Required work
Please retype all the records below exactly as they read.

*** Opening Data to examine ***

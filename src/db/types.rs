//! Statement and query result types.
//!
//! Defines the structures used to send statements to the warehouse and to
//! represent the rows that come back.

use std::fmt;
use std::time::Duration;

/// A SQL statement together with its bound text parameters.
#[derive(Debug, Clone, Default, PartialEq, Eq)]
pub struct Statement {
    /// SQL text containing dialect placeholders.
    pub sql: String,

    /// Parameter values, in placeholder order.
    pub params: Vec<String>,
}

impl Statement {
    /// Creates a statement without parameters.
    pub fn new(sql: impl Into<String>) -> Self {
        Self {
            sql: sql.into(),
            params: Vec::new(),
        }
    }

    /// Attaches parameter values.
    pub fn with_params(mut self, params: Vec<String>) -> Self {
        self.params = params;
        self
    }
}

impl fmt::Display for Statement {
    fn fmt(&self, f: &mut fmt::Formatter<'_>) -> fmt::Result {
        if self.params.is_empty() {
            write!(f, "{}", self.sql)
        } else {
            write!(f, "{} -- params: {:?}", self.sql, self.params)
        }
    }
}

/// Represents the result of executing a SQL statement.
#[derive(Debug, Clone, Default)]
pub struct QueryResult {
    /// Column metadata for the result set.
    pub columns: Vec<ColumnInfo>,

    /// Rows of data.
    pub rows: Vec<Row>,

    /// Time taken to execute the statement.
    pub execution_time: Duration,

    /// Number of rows in the result.
    pub row_count: usize,
}

impl QueryResult {
    /// Creates a new empty query result.
    pub fn new() -> Self {
        Self::default()
    }

    /// Creates a query result with the given columns and rows.
    pub fn with_data(columns: Vec<ColumnInfo>, rows: Vec<Row>) -> Self {
        let row_count = rows.len();
        Self {
            columns,
            rows,
            execution_time: Duration::ZERO,
            row_count,
        }
    }

    /// Sets the execution time.
    pub fn with_execution_time(mut self, duration: Duration) -> Self {
        self.execution_time = duration;
        self
    }

    /// Returns true if the result set is empty.
    pub fn is_empty(&self) -> bool {
        self.rows.is_empty()
    }

    /// Returns the first column of the first row, if any.
    pub fn scalar(&self) -> Option<&Value> {
        self.rows.first().and_then(|row| row.first())
    }
}

/// Metadata about a column in a result set.
#[derive(Debug, Clone, Default, PartialEq, Eq)]
pub struct ColumnInfo {
    /// Column name.
    pub name: String,

    /// Column data type as reported by the backend.
    pub data_type: String,
}

impl ColumnInfo {
    /// Creates a new column info with the given name and type.
    pub fn new(name: impl Into<String>, data_type: impl Into<String>) -> Self {
        Self {
            name: name.into(),
            data_type: data_type.into(),
        }
    }
}

/// A row of data from a query result.
pub type Row = Vec<Value>;

/// Represents a single value from a warehouse query.
#[derive(Debug, Clone, Default, PartialEq)]
pub enum Value {
    /// NULL value.
    #[default]
    Null,

    /// Boolean value.
    Bool(bool),

    /// Signed integer (up to i64).
    Int(i64),

    /// Floating point number.
    Float(f64),

    /// Text/string value.
    String(String),

    /// Binary data.
    Bytes(Vec<u8>),

    /// Any other warehouse type (decimal, timestamp, struct, array, ...),
    /// kept in the textual form the backend produced.
    Opaque(String),
}

impl Value {
    /// Returns true if this value is NULL.
    pub fn is_null(&self) -> bool {
        matches!(self, Value::Null)
    }

    /// Returns the value as an integer, parsing textual integers.
    pub fn as_i64(&self) -> Option<i64> {
        match self {
            Value::Int(i) => Some(*i),
            Value::Float(f) if f.fract() == 0.0 && f.abs() < 9.2e18 => Some(*f as i64),
            Value::String(s) | Value::Opaque(s) => s.trim().parse().ok(),
            _ => None,
        }
    }

    /// Attempts to convert the value to a string representation.
    pub fn to_display_string(&self) -> String {
        match self {
            Value::Null => "NULL".to_string(),
            Value::Bool(b) => b.to_string(),
            Value::Int(i) => i.to_string(),
            Value::Float(f) => f.to_string(),
            Value::String(s) | Value::Opaque(s) => s.clone(),
            Value::Bytes(b) => format!("<{} bytes>", b.len()),
        }
    }
}

impl fmt::Display for Value {
    fn fmt(&self, f: &mut fmt::Formatter<'_>) -> fmt::Result {
        write!(f, "{}", self.to_display_string())
    }
}

// Conversion implementations for common types
impl From<bool> for Value {
    fn from(v: bool) -> Self {
        Value::Bool(v)
    }
}

impl From<i32> for Value {
    fn from(v: i32) -> Self {
        Value::Int(v as i64)
    }
}

impl From<i64> for Value {
    fn from(v: i64) -> Self {
        Value::Int(v)
    }
}

impl From<f64> for Value {
    fn from(v: f64) -> Self {
        Value::Float(v)
    }
}

impl From<String> for Value {
    fn from(v: String) -> Self {
        Value::String(v)
    }
}

impl From<&str> for Value {
    fn from(v: &str) -> Self {
        Value::String(v.to_string())
    }
}

impl<T> From<Option<T>> for Value
where
    T: Into<Value>,
{
    fn from(v: Option<T>) -> Self {
        match v {
            Some(val) => val.into(),
            None => Value::Null,
        }
    }
}

impl From<Vec<u8>> for Value {
    fn from(v: Vec<u8>) -> Self {
        Value::Bytes(v)
    }
}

*** Closing Data to examine ***

Answer to this problem
filename src/db/types.rs
//! Statement and query result types.
//!
//! Defines the structures used to send statements to the warehouse and to
//! represent the rows that come back.

use std::fmt;
use std::time::Duration;

/// A SQL statement together with its bound text parameters.
#[derive(Debug, Clone, Default, PartialEq, Eq)]
pub struct Statement {
    /// SQL text containing dialect placeholders.
    pub sql: String,

    /// Parameter values, in placeholder order.
    pub params: Vec<String>,
}

impl Statement {
    /// Creates a statement without parameters.
    pub fn new(sql: impl Into<String>) -> Self {
        Self {
            sql: sql.into(),
            params: Vec::new(),
        }
    }

    /// Attaches parameter values.
    pub fn with_params(mut self, params: Vec<String>) -> Self {
        self.params = params;
        self
    }
}

impl fmt::Display for Statement {
    fn fmt(&self, f: &mut fmt::Formatter<'_>) -> fmt::Result {
        if self.params.is_empty() {
            write!(f, "{}", self.sql)
        } else {
            write!(f, "{} -- params: {:?}", self.sql, self.params)
        }
    }
}

/// Represents the result of executing a SQL statement.
#[derive(Debug, Clone, Default)]
pub struct QueryResult {
    /// Column metadata for the result set.
    pub columns: Vec<ColumnInfo>,

    /// Rows of data.
    pub rows: Vec<Row>,

    /// Time taken to execute the statement.
    pub execution_time: Duration,

    /// Number of rows in the result.
    pub row_count: usize,
}

impl QueryResult {
    /// Creates a new empty query result.
    pub fn new() -> Self {
        Self::default()
    }

    /// Creates a query result with the given columns and rows.
    pub fn with_data(columns: Vec<ColumnInfo>, rows: Vec<Row>) -> Self {
        let row_count = rows.len();
        Self {
            columns,
            rows,
            execution_time: Duration::ZERO,
            row_count,
        }
    }

    /// Sets the execution time.
    pub fn with_execution_time(mut self, duration: Duration) -> Self {
        self.execution_time = duration;
        self
    }

    /// Returns true if the result set is empty.
    pub fn is_empty(&self) -> bool {
        self.rows.is_empty()
    }

    /// Returns the first column of the first row, if any.
    pub fn scalar(&self) -> Option<&Value> {
        self.rows.first().and_then(|row| row.first())
    }
}

/// Metadata about a column in a result set.
#[derive(Debug, Clone, Default, PartialEq, Eq)]
pub struct ColumnInfo {
    /// Column name.
    pub name: String,

    /// Column data type as reported by the backend.
    pub data_type: String,
}

impl ColumnInfo {
    /// Creates a new column info with the given name and type.
    pub fn new(name: impl Into<String>, data_type: impl Into<String>) -> Self {
        Self {
            name: name.into(),
            data_type: data_type.into(),
        }
    }
}

/// A row of data from a query result.
pub type Row = Vec<Value>;

/// Represents a single value from a warehouse query.
#[derive(Debug, Clone, Default, PartialEq)]
pub enum Value {
    /// NULL value.
    #[default]
    Null,

    /// Boolean value.
    Bool(bool),

    /// Signed integer (up to i64).
    Int(i64),

    /// Floating point number.
    Float(f64),

    /// Text/string value.
    String(String),

    /// Binary data.
    Bytes(Vec<u8>),

    /// Any other warehouse type (decimal, timestamp, struct, array, ...),
    /// kept in the textual form the backend produced.
    Opaque(String),
}

impl Value {
    /// Returns true if this value is NULL.
    pub fn is_null(&self) -> bool {
        matches!(self, Value::Null)
    }

    /// Returns the value as an integer, parsing textual integers.
    pub fn as_i64(&self) -> Option<i64> {
        match self {
            Value::Int(i) => Some(*i),
            Value::Float(f) if f.fract() == 0.0 && f.abs() < 9.2e18 => Some(*f as i64),
            Value::String(s) | Value::Opaque(s) => s.trim().parse().ok(),
            _ => None,
        }
    }

    /// Attempts to convert the value to a string representation.
    pub fn to_display_string(&self) -> String {
        match self {
            Value::Null => "NULL".to_string(),
            Value::Bool(b) => b.to_string(),
            Value::Int(i) => i.to_string(),
            Value::Float(f) => f.to_string(),
            Value::String(s) | Value::Opaque(s) => s.clone(),
            Value::Bytes(b) => format!("<{} bytes>", b.len()),
        }
    }
}

impl fmt::Display for Value {
    fn fmt(&self, f: &mut fmt::Formatter<'_>) -> fmt::Result {
        write!(f, "{}", self.to_display_string())
    }
}

// Conversion implementations for common types
impl From<bool> for Value {
    fn from(v: bool) -> Self {
        Value::Bool(v)
    }
}

impl From<i32> for Value {
    fn from(v: i32) -> Self {
        Value::Int(v as i64)
    }
}

impl From<i64> for Value {
    fn from(v: i64) -> Self {
        Value::Int(v)
    }
}

impl From<f64> for Value {
    fn from(v: f64) -> Self {
        Value::Float(v)
    }
}

impl From<String> for Value {
    fn from(v: String) -> Self {
        Value::String(v)
    }
}

impl From<&str> for Value {
    fn from(v: &str) -> Self {
        Value::String(v.to_string())
    }
}

impl<T> From<Option<T>> for Value
where
    T: Into<Value>,
{
    fn from(v: Option<T>) -> Self {
        match v {
            Some(val) => val.into(),
            None => Value::Null,
        }
    }
}

impl From<Vec<u8>> for Value {
    fn from(v: Vec<u8>) -> Self {
        Value::Bytes(v)
    }
}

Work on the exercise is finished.